Benoît Abtey vient de scénariser Arsène Lupin - les origines, publié chez Rue de Sèvres. Comme d'habitude, Le Vieux Fumetti veut comprendre le « pourquoi du comment »....
Comme on est jamais mieux servi que par soi-même, présentez-vous Benoît Abtey. Qui êtes-vous ? Pourquoi ce métier d’écrivain et scénariste ?
Je suis un autodidacte, un diplômé de l’école buissonnière. Je suis d’abord entré à la Sorbonne, en lettres modernes, puis à quelques pas de là, à l’ENSAD, l’Ecole Nationale Supérieure des Arts Décoratifs de Paris. Je suis resté six mois à la Sorbonne, deux ans à l’ENSAD. Je suis réfractaire à l’enseignement contemporain. A la Sorbonne, j’ai fui les cercles d’étudiants prétentieux, adorateurs de Sartre et de Kundera. Je ne m’y retrouvais pas. Je m’y ennuyais. C’est très snob, la Sorbonne, vous savez… Du moins, ça l’était.
J’ai été déçu, également, aux Arts Déco. J’étais très impatient. Je voulais recevoir des leçons à l’ancienne, façon vieille école, dans la tradition. Ce n’était pas la bonne adresse. Bref, j’ai pris un chemin de traverse et j’ai décampé à travers bois.
La suite est un enchaînement de péripéties…Vivre d’abord et philosopher ensuite, dit l’adage. Je l’ai suivi à la lettre.
Fabriquer des récits, c’est pour moi le moyen de faire partager ma vision du monde et des hommes. Sans discours, sans sermon, avec une certaine distance. J’ai une passion pour l’Histoire, pour notre passé. Tout y est. Le profane et le sacré, le sublime et l’horrible. C’est notre héritage, la source intarissable. J’y puise mon inspiration et ma force.
Vous semblez aimer reprendre les personnages de la littérature français...On connait déjà Arsène Lupin. Il y a eu aussi les 3 Mousquetaires et donc d’Artagnan. Pourquoi ? Est-ce par facilité ?
Petite mise au point : la série que je suis en train d’achever chez Flammarion s’intitule Les Secrets de d’Artagnan. Les trois mousquetaires en sont absents. Quant à la facilité, elle se trouve partout. Tout est une question d’exigence personnelle. Quelle que soit le thème, le genre, concevoir une bonne histoire demande du sérieux, du travail. Il faut creuser son sujet jusqu’à trouver l’or… Qui n’est jamais à portée de main.

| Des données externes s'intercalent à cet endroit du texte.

#[cfg(test)]
mod tests {
    use super::*;
    use axum::{body::Body, extract::Request, http::StatusCode};
    use jsonwebtoken::{Algorithm, EncodingKey, Header};
    use serde_json::{json, Value};
    use tower::ServiceExt;

    use crate::state::MOCK_SECRET;

    fn app() -> Router {
        build_router(AppState::mock(), &HttpConfig::default())
    }

    async fn call(
        router: &Router,
        method: Method,
        uri: &str,
        token: Option<&str>,
        body: Option<Value>,
    ) -> (StatusCode, Value) {
        let mut builder = Request::builder().method(method).uri(uri);
        if let Some(token) = token {
            builder = builder.header(header::AUTHORIZATION, format!("Bearer {token}"));
        }
        let body = match body {
            Some(v) => {
                builder = builder.header(header::CONTENT_TYPE, "application/json");
                Body::from(serde_json::to_string(&v).unwrap())
            }
            None => Body::empty(),
        };

        let response = router.clone().oneshot(builder.body(body).unwrap()).await.unwrap();
        let status = response.status();
        let bytes = axum::body::to_bytes(response.into_body(), 1024 * 1024)
            .await
            .unwrap();
        let json = if bytes.is_empty() {
            json!(null)
        } else {
            serde_json::from_slice(&bytes).unwrap_or(json!(null))
        };
        (status, json)
    }

    async fn login(router: &Router) -> String {
        let (status, body) = call(
            router,
            Method::POST,
            "/api/auth/login",
            None,
            Some(json!({ "username": "react", "password": "express" })),
        )
        .await;
        assert_eq!(status, StatusCode::OK);
        body["token"].as_str().unwrap().to_string()
    }

    async fn send_raw(
        router: &Router,
        uri: &str,
        content_type: Option<&str>,
        body: impl Into<Body>,
    ) -> (StatusCode, Value) {
        let mut builder = Request::builder().method(Method::POST).uri(uri);
        if let Some(content_type) = content_type {
            builder = builder.header(header::CONTENT_TYPE, content_type);
        }
        let response = router
            .clone()
            .oneshot(builder.body(body.into()).unwrap())
            .await
            .unwrap();
        let status = response.status();
        let bytes = axum::body::to_bytes(response.into_body(), 1024 * 1024)
            .await
            .unwrap();
        (status, serde_json::from_slice(&bytes).unwrap_or(json!(null)))
    }

    fn sign(alg: Algorithm, secret: &str, claims: &Value) -> String {
        jsonwebtoken::encode(
            &Header::new(alg),
            claims,
            &EncodingKey::from_secret(secret.as_bytes()),
        )
        .unwrap()
    }

    fn forge(alg: Algorithm, secret: &str) -> String {
        sign(alg, secret, &json!({ "username": "react" }))
    }

    // ── Auth ──

    #[tokio::test]
    async fn test_login_success() {
        let router = app();
        let (status, body) = call(
            &router,
            Method::POST,
            "/api/auth/login",
            None,
            Some(json!({ "username": "react", "password": "express" })),
        )
        .await;

        assert_eq!(status, StatusCode::OK);
        assert_eq!(body["username"], "react");
        assert_eq!(body["token"].as_str().unwrap().split('.').count(), 3);
    }

    #[tokio::test]
    async fn test_login_missing_password_rejected() {
        let (status, body) = call(
            &app(),
            Method::POST,
            "/api/auth/login",
            None,
            Some(json!({ "username": "react" })),
        )
        .await;

        assert_eq!(status, StatusCode::BAD_REQUEST);
        assert_eq!(body["details"][0]["part"], "body");
        assert_eq!(body["details"][0]["field"], "password");
    }

    #[tokio::test]
    async fn test_login_wrong_credentials() {
        let (status, body) = call(
            &app(),
            Method::POST,
            "/api/auth/login",
            None,
            Some(json!({ "username": "react", "password": "nope" })),
        )
        .await;

        assert_eq!(status, StatusCode::UNAUTHORIZED);
        assert_eq!(body["error"], "Authentication error");
    }

    #[tokio::test]
    async fn test_random_number_with_valid_token() {
        let router = app();
        let token = login(&router).await;

        let (status, body) = call(
            &router,
            Method::GET,
            "/api/auth/random-number",
            Some(&token),
            None,
        )
        .await;

        assert_eq!(status, StatusCode::OK);
        assert_eq!(body["user"]["username"], "react");
        let num = body["num"].as_f64().unwrap();
        assert!((0.0..100.0).contains(&num));
    }

    #[tokio::test]
    async fn test_random_number_without_header() {
        let (status, body) = call(&app(), Method::GET, "/api/auth/random-number", None, None).await;

        assert_eq!(status, StatusCode::UNAUTHORIZED);
        assert_eq!(body, json!({ "error": "Unauthorized" }));
    }

    #[tokio::test]
    async fn test_random_number_rejects_other_algorithms() {
        let router = app();

        for alg in [Algorithm::HS384, Algorithm::HS512] {
            let token = forge(alg, MOCK_SECRET);
            let (status, body) =
                call(&router, Method::GET, "/api/auth/random-number", Some(&token), None).await;

            assert_eq!(status, StatusCode::UNAUTHORIZED, "{alg:?}");
            // Same generic body whatever the reason
            assert_eq!(body, json!({ "error": "Unauthorized" }));
        }
    }

    #[tokio::test]
    async fn test_random_number_accepts_token_without_expiry() {
        let token = forge(Algorithm::HS256, MOCK_SECRET);
        let (status, body) =
            call(&app(), Method::GET, "/api/auth/random-number", Some(&token), None).await;

        assert_eq!(status, StatusCode::OK);
        assert_eq!(body["user"]["username"], "react");
    }

    #[tokio::test]
    async fn test_random_number_accepts_token_without_username() {
        let now = chrono::Utc::now().timestamp();
        let token = sign(
            Algorithm::HS256,
            MOCK_SECRET,
            &json!({ "sub": "42", "role": "admin", "iat": now, "exp": now + 600 }),
        );
        let (status, body) =
            call(&app(), Method::GET, "/api/auth/random-number", Some(&token), None).await;

        assert_eq!(status, StatusCode::OK);
        assert_eq!(
            body["user"],
            json!({ "sub": "42", "role": "admin", "iat": now, "exp": now + 600 })
        );
    }

    #[tokio::test]
    async fn test_random_number_echoes_extra_claims() {
        let token = sign(
            Algorithm::HS256,
            MOCK_SECRET,
            &json!({ "username": "react", "role": "admin" }),
        );
        let (status, body) =
            call(&app(), Method::GET, "/api/auth/random-number", Some(&token), None).await;

        assert_eq!(status, StatusCode::OK);
        assert_eq!(body["user"], json!({ "username": "react", "role": "admin" }));
    }

    #[tokio::test]
    async fn test_random_number_rejects_wrong_secret() {
        let token = forge(Algorithm::HS256, "not-the-secret");
        let (status, _) =
            call(&app(), Method::GET, "/api/auth/random-number", Some(&token), None).await;

        assert_eq!(status, StatusCode::UNAUTHORIZED);
    }

    // ── Users ──

    #[tokio::test]
    async fn test_create_user() {
        let (status, body) = call(
            &app(),
            Method::POST,
            "/api/users",
            None,
            Some(json!({ "username": "alice", "mobileNumber": "9123456780" })),
        )
        .await;

        assert_eq!(status, StatusCode::CREATED);
        assert_eq!(body["username"], "alice");
        assert_eq!(body["mobileNumber"], "9123456780");
        assert!(body["id"].as_str().unwrap().chars().all(|c| c.is_ascii_hexdigit()));
    }

    #[tokio::test]
    async fn test_create_user_validation_failures() {
        let router = app();
        let bad_bodies = [
            json!({ "mobileNumber": "9123456780" }),
            json!({ "username": "alice" }),
            json!({ "username": "alice", "mobileNumber": "0123456789" }),
            json!({ "username": "alice", "mobileNumber": "12345" }),
        ];

        for body in bad_bodies {
            let (status, _) = call(&router, Method::POST, "/api/users", None, Some(body.clone())).await;
            assert_eq!(status, StatusCode::BAD_REQUEST, "{body}");
        }
    }

    #[tokio::test]
    async fn test_update_user_flow() {
        let router = app();
        let (_, created) = call(
            &router,
            Method::POST,
            "/api/users",
            None,
            Some(json!({ "username": "alice", "mobileNumber": "9123456780" })),
        )
        .await;
        let id = created["id"].as_str().unwrap();

        for method in [Method::PUT, Method::PATCH] {
            let (status, body) = call(
                &router,
                method,
                &format!("/api/users/{id}"),
                None,
                Some(json!({ "username": "alice2", "mobileNumber": "8123456780" })),
            )
            .await;
            assert_eq!(status, StatusCode::OK);
            assert_eq!(body["username"], "alice2");
        }

        let (status, body) = call(&router, Method::GET, &format!("/api/users/{id}"), None, None).await;
        assert_eq!(status, StatusCode::OK);
        assert_eq!(body["mobileNumber"], "8123456780");
    }

    #[tokio::test]
    async fn test_update_user_id_must_be_hex() {
        let router = app();
        let body = json!({ "username": "alice", "mobileNumber": "9123456780" });

        let (status, response) =
            call(&router, Method::PUT, "/api/users/xyz123", None, Some(body.clone())).await;
        assert_eq!(status, StatusCode::BAD_REQUEST);
        assert_eq!(response["details"][0]["part"], "params");
        assert_eq!(response["details"][0]["field"], "userId");

        // Valid hex id and body pass validation; the id is simply unknown
        let (status, _) = call(&router, Method::PUT, "/api/users/deadbeef01", None, Some(body)).await;
        assert_eq!(status, StatusCode::NOT_FOUND);
    }

    // ── Body handling ──

    #[tokio::test]
    async fn test_body_without_content_type_rejected_by_validation() {
        let (status, body) = send_raw(
            &app(),
            "/api/auth/login",
            None,
            r#"{"username":"react","password":"express"}"#,
        )
        .await;

        assert_eq!(status, StatusCode::BAD_REQUEST);
        assert_eq!(body["error"], "Validation failed");
        assert_eq!(body["details"][0]["part"], "body");
        assert_eq!(body["details"][0]["kind"], "malformed");
    }

    #[tokio::test]
    async fn test_text_plain_body_rejected_by_validation() {
        let (status, body) = send_raw(
            &app(),
            "/api/users",
            Some("text/plain"),
            r#"{"username":"alice","mobileNumber":"9123456780"}"#,
        )
        .await;

        assert_eq!(status, StatusCode::BAD_REQUEST);
        assert_eq!(body["details"].as_array().unwrap().len(), 1);
        assert_eq!(body["details"][0]["kind"], "malformed");
    }

    #[tokio::test]
    async fn test_json_content_type_with_charset_accepted() {
        let (status, body) = send_raw(
            &app(),
            "/api/auth/login",
            Some("application/json; charset=utf-8"),
            r#"{"username":"react","password":"express"}"#,
        )
        .await;

        assert_eq!(status, StatusCode::OK);
        assert_eq!(body["username"], "react");
    }

    #[tokio::test]
    async fn test_empty_body_reports_required_fields() {
        let (status, body) = send_raw(&app(), "/api/auth/login", None, Body::empty()).await;

        assert_eq!(status, StatusCode::BAD_REQUEST);
        let details = body["details"].as_array().unwrap();
        assert_eq!(details.len(), 2);
        assert!(details.iter().all(|d| d["kind"] == "required"));
    }

    #[tokio::test]
    async fn test_oversized_body_is_payload_too_large() {
        let password = "x".repeat(2 * 1024 * 1024);
        let payload = json!({ "username": "react", "password": password }).to_string();
        let (status, _) = send_raw(
            &app(),
            "/api/auth/login",
            Some("application/json"),
            payload,
        )
        .await;

        assert_eq!(status, StatusCode::PAYLOAD_TOO_LARGE);
    }

    // ── Route table ──

    #[tokio::test]
    async fn test_unknown_path_is_not_found() {
        let (status, body) = call(&app(), Method::GET, "/api/nothing", None, None).await;
        assert_eq!(status, StatusCode::NOT_FOUND);
        assert_eq!(body["error"], "Resource not found");
    }

    #[tokio::test]
    async fn test_wrong_method_not_allowed() {
        let router = app();

        let (status, _) = call(&router, Method::GET, "/api/auth/login", None, None).await;
        assert_eq!(status, StatusCode::METHOD_NOT_ALLOWED);

        let (status, _) = call(&router, Method::POST, "/api/auth/random-number", None, None).await;
        assert_eq!(status, StatusCode::METHOD_NOT_ALLOWED);

        let (status, _) = call(&router, Method::DELETE, "/api/users/deadbeef01", None, None).await;
        assert_eq!(status, StatusCode::METHOD_NOT_ALLOWED);
    }

    #[tokio::test]
    async fn test_health_and_root() {
        let router = app();

        let (status, body) = call(&router, Method::GET, "/health", None, None).await;
        assert_eq!(status, StatusCode::OK);
        assert_eq!(body["status"], "ok");

        let (status, body) = call(&router, Method::GET, "/", None, None).await;
        assert_eq!(status, StatusCode::OK);
        assert_eq!(body["service"], "Auth API Gateway");
    }

    #[test]
    fn test_user_id_route_param_matches_schema() {
        use crate::schema::RequestPart;

        let state = AppState::mock();
        for schema in [state.schemas().update_user(), state.schemas().get_user()] {
            let params = schema.rules(RequestPart::Params).unwrap();
            assert!(params.iter().any(|rule| rule.name == "userId"));
        }
    }
}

Et puis, quand on ranime de grands personnages, on doit se montrer à la hauteur, ne pas décevoir. Car il y a beaucoup d’attentes. C’est tout un art, je crois, d’être fidèle à l’esprit sans devenir académique. Garder la quintessence oblige à faire preuve d’invention. Il faut quitter les sentiers battus sans pour autant sortir du cadre. Il faut être dans le rôle en apportant sa griffe…
Du reste, il s’est trouvé que le hasard que l’on nommait jadis la Sainte Providence m’ont «imposés» ces figures mythiques du patrimoine : d’Artagnan et Lupin. Il serait un peu long de développer en détails le cheminement qui me conduisit jusqu’à eux. En vérité, et sans aucune modestie, je crois que ce sont eux qui m’ont choisi.
D’Artagnan et Lupin sont deux visages de la France. Ces héros représentent notre pays. Avec Astérix, nous n’avons pas d’autres figures qui portent mieux nos couleurs jusqu’au bout du monde. Ils incarnent des valeurs nationales : l’audace et la liberté, l’indépendance et la témérité. Ils ont encore dans leurs attitudes, leurs poses, une certaine grandiloquence, qui est du lyrisme en action. Ils sont un tantinet cabotins. Il y a du Molière en eux. Ils aiment soigner leur entrées et leur sorties comme si le monde était un théâtre qu’ils devaient éblouir par quelques morceaux de bravoure signés d’un mot d’esprit.
J’aime l’idée de ces héros positifs qui pratiquent l’ironie et demeurent élégants en toutes circonstances. Ils ont du style. Ils aiment en faire trop, ils affectionnent la bravade, le coup de pique, ils sont irrévérencieux, insolents et frondeurs. Je crois que ce sont ces caractéristiques qui les rendent si attachants, si populaires et qui fondent la marque de fabrique du génie tricolore : un mélange de profondeur et de légèreté, un dynamisme sanguin, un côté sabre au clair et en même temps désillusionné.